Олджер Хисс скончался в 1996 году в возрасте 92 лет. До конца жизни он отрицал, что был советским агентом. И только книга “Шпионы” поставила окончательную точку в этом вопросе. Харви Клэр говорит, что его соавтору Александру Васильеву удалось найти “дымящийся пистолет”, то есть неопровержимое доказательство.



Харви Клэр: Да, мы нашли сразу несколько “дымящихся пистолетов”. Васильев скопировал несколько документов, в которых упоминается Олджер Хисс под настоящим именем. В ряде других документов его называют кодовым именем, но из контекста явствует, что речь идет именно о нем. Я бы сказал, что одно из самых убедительных доказательств – это донесение КГБ от 1950 или 51 года, в котором говорится о ком-то под кодовым именем “Ленарт” - сказано, что он агент ГРУ, военной разведки, и занимал должность руководителя одного из отделов Государственного департамента, и что в 1950-м он был осужден за действия, связанные со шпионажем. Единственное лицо, удовлетворяющее всем критериям, - это Олджер Хисс. Так что мы считаем дело Хисса закрытым.



Владимир Абаринов: Публикация книги “Шпионы” навлекла резкую критику на Александра Васильева, в прошлом офицера КГБ, а ныне гражданина Великобритании.



Александр Васильев: Для меня это стало очень большим откровением.
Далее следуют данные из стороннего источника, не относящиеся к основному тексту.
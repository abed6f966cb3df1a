//! Forward projection
//!
//! `round(current_juz + months_forward * rate)`, or flat at the current juz
//! when the rate is [`GrowthRate::Hold`]. Values are returned unclamped.

use chrono::NaiveDate;

use crate::calendar::month_distance;
use crate::sanitize::round_juz;
use crate::types::{GrowthRate, SubjectSnapshot};

pub fn forecast(
    month: NaiveDate,
    current_month: NaiveDate,
    snapshot: &SubjectSnapshot,
    rate: GrowthRate,
) -> i32 {
    match rate {
        GrowthRate::Hold => snapshot.current_juz,
        GrowthRate::PerMonth(per_month) => {
            let months_forward = month_distance(current_month, month);
            round_juz(f64::from(snapshot.current_juz) + f64::from(months_forward) * per_month)
        }
    }
}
Я, честно говоря, не ожидал, что попаду в эпицентр таких острых идеологических споров. Дело Хисса остается острым вопросом для американских либералов, потому что от него отходит много ветвей. На деле Хисса сделал политическую карьеру Ричард Никсон. Эпоха маккартизма: Маккарти – это плохо, значит, Хисс – это хорошо. Я не люблю, когда меня обвиняют в том, что я наврал и все придумал. Меня в 2001 году обвинили – я подал в суд, Верховный суд в Лондоне. Вел процесс сам, два процесса. Дела эти я проиграл, но с тех пор такие дешевые обвинения мне в глаза уже не бросают.
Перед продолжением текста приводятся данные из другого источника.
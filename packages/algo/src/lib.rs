//! # hifz-algo - hifz progress core algorithms
//!
//! Pure Rust building blocks behind the student progress dashboard:
//!
//! - **Timeline** - a fixed 7-month series around the current month, blending
//!   reconstructed history with a bounded-rate forecast
//! - **Watermark** - historical reconstruction via running maximum
//! - **Rate** - bounded growth rate from the trailing milestone window
//! - **Stats** - dashboard aggregates (counters, rankings, distributions, activity charts)
//!
//! ## Design
//!
//! - **Pure** - no I/O, no global state; every call is `(snapshot, milestones, now) -> Timeline`
//! - **Bounded** - every emitted juz value lies in `[MIN_JUZ, MAX_JUZ]`
//! - **Parallel** - independent subjects can be built together via [`build_timelines`]
//!
//! ## Modules
//!
//! - [`timeline`] - builder, watermark reconstructor, rate estimator, forecaster
//! - [`calendar`] - month arithmetic and labels
//! - [`sanitize`] - clamping and boundary coercion
//! - [`stats`] - dashboard aggregates
//! - [`types`] - shared types and constants
//!
//! ## Example
//!
//! ```rust
//! use chrono::NaiveDate;
//! use hifz_algo::{build_timeline, SubjectSnapshot};
//!
//! let snapshot = SubjectSnapshot::new(10, 4, NaiveDate::from_ymd_opt(2024, 1, 8).unwrap());
//! let now = NaiveDate::from_ymd_opt(2026, 10, 14).unwrap().and_hms_opt(9, 0, 0).unwrap();
//!
//! let timeline = build_timeline(&snapshot, &[], now);
//! assert_eq!(timeline.len(), 7);
//! assert!(timeline.points().iter().all(|p| p.completed_juz == 10));
//! ```

// ============================================================================
// Modules
// ============================================================================

pub mod calendar;
pub mod sanitize;
pub mod stats;
pub mod timeline;
pub mod types;

// ============================================================================
// Re-exports
// ============================================================================

pub use types::*;

pub use timeline::{build_timeline, build_timelines, TimelineInput};

pub use stats::{
    daily_submissions, default_submission_range, grade_distribution, juz_distribution,
    monthly_activity, progress_percent, today_activity, top_students, type_distribution,
    DailySubmissions, DistributionSlice, JuzBucket, MonthlyActivity, RankedStudent, TodayActivity,
};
Владимир Абаринов: Известный историк разведки Тимоти Нафтали считает дело Хисса и другие аналогичные дела порождением Холодной войны.
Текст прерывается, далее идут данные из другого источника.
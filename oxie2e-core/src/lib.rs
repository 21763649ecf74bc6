//! # OxiE2E Core
//!
//! Core components for the OxiE2E protection library.
//!
//! This crate provides the primitives the E2E profile codecs are built on:
//!
//! - [`crc`]: the seven table-driven CRC variants used by AUTOSAR E2E,
//!   with support for segmented (multi-call) computation
//! - [`field`]: fixed-width header field access in little- and big-endian
//!   byte order
//!
//! ## Architecture
//!
//! OxiE2E is designed as a layered stack:
//!
//! ```text
//! ┌─────────────────────────────────────────────────────────┐
//! │ L3: CLI                                                 │
//! │     oxie2e command-line protect/check/crc               │
//! ├─────────────────────────────────────────────────────────┤
//! │ L2: Profile codecs                                      │
//! │     P01/P02/P04/P05/P06/P07 protect + check             │
//! ├─────────────────────────────────────────────────────────┤
//! │ L1: Primitives (this crate)                             │
//! │     CRC engine, header field access                     │
//! └─────────────────────────────────────────────────────────┘
//! ```
//!
//! ## Example
//!
//! ```rust
//! use oxie2e_core::crc::Crc32P4;
//! use oxie2e_core::field;
//!
//! // Compute the AUTOSAR CRC-32 P4 over a frame header
//! let crc = Crc32P4::compute(b"123456789");
//! assert_eq!(crc, 0x1697D06A);
//!
//! // Write it into a buffer in big-endian byte order
//! let mut buf = [0u8; 8];
//! field::write_u32_be(&mut buf, 4, crc);
//! assert_eq!(field::read_u32_be(&buf, 4), crc);
//! ```

#![warn(missing_docs)]
#![warn(clippy::all)]
#![forbid(unsafe_code)]

pub mod crc;
pub mod field;

// Re-exports for convenience
pub use crc::{Crc8, Crc8H2f, Crc16, Crc16Arc, Crc32, Crc32P4, Crc64};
Тимоти Нафтали: В Холодной войне шпионаж сыграл свою роль. Но совсем не ту, которую ему обычно приписывают. Подлинная история шпионажа несравненно больше говорит о внутриполитических процессах, массовой психологии и популярной культуре, чем о международных делах. Восприятие шпионажа обществом отражает его национальную идентичность и его концепцию патриотизма. Оно также дает представление о противоречивых настроениях в обществе. Да, некоторые подаются в шпионы, потому что это круто. Некоторые – потому, что у них не удалась карьера или попросту от жадности. Но все остальные сотрудничают с иностранными правительствами потому, что хотят что-то изменить в своей собственной стране. В течение 40 лет результаты президентских выборов в этой стране определялись тем, кто из кандидатов способен лучше бороться с подрывной деятельностью иностранных правительств. Я только что начал работу в библиотеке Ричарда Никсона – человека, чья политическая карьера, возможно, вообще не состоялась бы, если бы не страхи публики по поводу иностранной подрывной деятельности. Страх перед пятой колонной во многом определял нашу политику в отношении этнических меньшинств. Иными словами, иностранное разведывательное присутствие имело место даже тогда, когда его не было в реальности. По обе стороны океана страх перед ЦРУ и КГБ был одновременно и реальностью, и орудием, которым лидеры пользовались для того, чтобы мобилизовать поддержку и расстроить ряды своих оппонентов внутри страны. У себя дома мы все еще спорим о деле Олджера Хисса. И вовсе не из-за ущерба, который он нанес нашей безопасности – он, конечно, не идет ни в какое сравнение с людьми такого уровня, как Макклейн или Олег Пеньковский. Мы спорим о деле Хисса потому, что ваша позиция говорит о том, в каком лагере вы были в 50-е, 60-е годы или даже, каковы ваши убеждения сегодня.



Владимир Абаринов: Вот почему для кого-то Хисс так и останется символом и жертвой охоты на ведьм.